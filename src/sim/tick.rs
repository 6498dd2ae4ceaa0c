//! Fixed-step simulation tick
//!
//! One call advances the game by exactly one tick. Order within a tick:
//! player move, adversary collisions and moves, pickup consumption, maze
//! exhaustion.

use super::entity::Entity;
use super::maze::MazeState;
use super::state::{GameEvent, GamePhase, SimulationEngine};
use super::wander::{DirectionSource, pick_after_bump, pick_at_tile};
use crate::consts::PICKUP_REWARD;

impl<S: DirectionSource> SimulationEngine<S> {
    /// Advance the game by one tick. Does nothing once the game is over.
    ///
    /// The maze reloads when this tick eats the last pickup, so a layout with
    /// no pickups at all never reloads.
    pub fn step(&mut self) -> Vec<GameEvent> {
        let mut events = Vec::new();
        if self.phase == GamePhase::GameOver {
            return events;
        }
        self.ticks += 1;

        // Player: move, undo on any wall hit
        self.player.advance();
        let bounds = self.player.bounds();
        if self.maze.overlaps_wall(&bounds) || self.maze.leaves_board(&bounds) {
            self.player.undo_advance();
        }

        // Adversaries. A catch ends adversary processing for this tick.
        for index in 0..self.adversaries.len() {
            let adversary = &self.adversaries[index];
            if adversary.body.bounds().overlaps(&self.player.bounds()) {
                let by = adversary.kind;
                self.lives = self.lives.saturating_sub(1);
                events.push(GameEvent::LifeLost { lives: self.lives, by });

                if self.lives == 0 {
                    self.phase = GamePhase::GameOver;
                    events.push(GameEvent::GameOver { score: self.score });
                    log::info!("Game over with score {} after {} ticks", self.score, self.ticks);
                    return events;
                }

                log::debug!("Caught by {:?}, {} lives left", by, self.lives);
                self.reset_positions();
                break;
            }

            wander(&mut self.adversaries[index].body, &self.maze, &mut self.source);
        }

        // Pickups: at most one per tick
        if let Some(pickup) = self.maze.consume_overlapping(&self.player.bounds()) {
            self.score = self.score.saturating_add(PICKUP_REWARD);
            events.push(GameEvent::PickupConsumed { score: self.score });
            log::trace!("Pickup at {:?} eaten, score {}", pickup.pos, self.score);

            if self.maze.pickups().is_empty() {
                self.maze.reload();
                self.reset_positions();
                events.push(GameEvent::MazeReloaded);
                log::info!("Maze cleared at score {}, reloading", self.score);
            }
        }

        events
    }
}

/// One adversary move: re-pick on a tile, step, and back off from walls or the side edges
fn wander(body: &mut Entity, maze: &MazeState, source: &mut impl DirectionSource) {
    if body.is_tile_aligned() {
        let direction = pick_at_tile(body, maze, source);
        body.set_direction(direction);
    }

    body.advance();

    let bounds = body.bounds();
    if maze.overlaps_wall(&bounds) || maze.touches_side_bounds(&bounds) {
        body.undo_advance();
        if let Some(direction) = pick_after_bump(body, maze, source) {
            body.set_direction(direction);
        }
    }
}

==============================

Give the data again, unchanged in every line.

filename src/sim/tick.rs
repository 6498dd2ae4ceaa0c
//! Fixed-step simulation tick
//!
//! One call advances the game by exactly one tick. Order within a tick:
//! player move, adversary collisions and moves, pickup consumption, maze
//! exhaustion.

use super::entity::Entity;
use super::maze::MazeState;
use super::state::{GameEvent, GamePhase, SimulationEngine};
use super::wander::{DirectionSource, pick_after_bump, pick_at_tile};
use crate::consts::PICKUP_REWARD;

impl<S: DirectionSource> SimulationEngine<S> {
    /// Advance the game by one tick. Does nothing once the game is over.
    ///
    /// The maze reloads when this tick eats the last pickup, so a layout with
    /// no pickups at all never reloads.
    pub fn step(&mut self) -> Vec<GameEvent> {
        let mut events = Vec::new();
        if self.phase == GamePhase::GameOver {
            return events;
        }
        self.ticks += 1;

        // Player: move, undo on any wall hit
        self.player.advance();
        let bounds = self.player.bounds();
        if self.maze.overlaps_wall(&bounds) || self.maze.leaves_board(&bounds) {
            self.player.undo_advance();
        }

        // Adversaries. A catch ends adversary processing for this tick.
        for index in 0..self.adversaries.len() {
            let adversary = &self.adversaries[index];
            if adversary.body.bounds().overlaps(&self.player.bounds()) {
                let by = adversary.kind;
                self.lives = self.lives.saturating_sub(1);
                events.push(GameEvent::LifeLost { lives: self.lives, by });

                if self.lives == 0 {
                    self.phase = GamePhase::GameOver;
                    events.push(GameEvent::GameOver { score: self.score });
                    log::info!("Game over with score {} after {} ticks", self.score, self.ticks);
                    return events;
                }

                log::debug!("Caught by {:?}, {} lives left", by, self.lives);
                self.reset_positions();
                break;
            }

            wander(&mut self.adversaries[index].body, &self.maze, &mut self.source);
        }

        // Pickups: at most one per tick
        if let Some(pickup) = self.maze.consume_overlapping(&self.player.bounds()) {
            self.score = self.score.saturating_add(PICKUP_REWARD);
            events.push(GameEvent::PickupConsumed { score: self.score });
            log::trace!("Pickup at {:?} eaten, score {}", pickup.pos, self.score);

            if self.maze.pickups().is_empty() {
                self.maze.reload();
                self.reset_positions();
                events.push(GameEvent::MazeReloaded);
                log::info!("Maze cleared at score {}, reloading", self.score);
            }
        }

        events
    }
}

/// One adversary move: re-pick on a tile, step, and back off from walls or the side edges
fn wander(body: &mut Entity, maze: &MazeState, source: &mut impl DirectionSource) {
    if body.is_tile_aligned() {
        let direction = pick_at_tile(body, maze, source);
        body.set_direction(direction);
    }

    body.advance();

    let bounds = body.bounds();
    if maze.overlaps_wall(&bounds) || maze.touches_side_bounds(&bounds) {
        body.undo_advance();
        if let Some(direction) = pick_after_bump(body, maze, source) {
            body.set_direction(direction);
        }
    }
}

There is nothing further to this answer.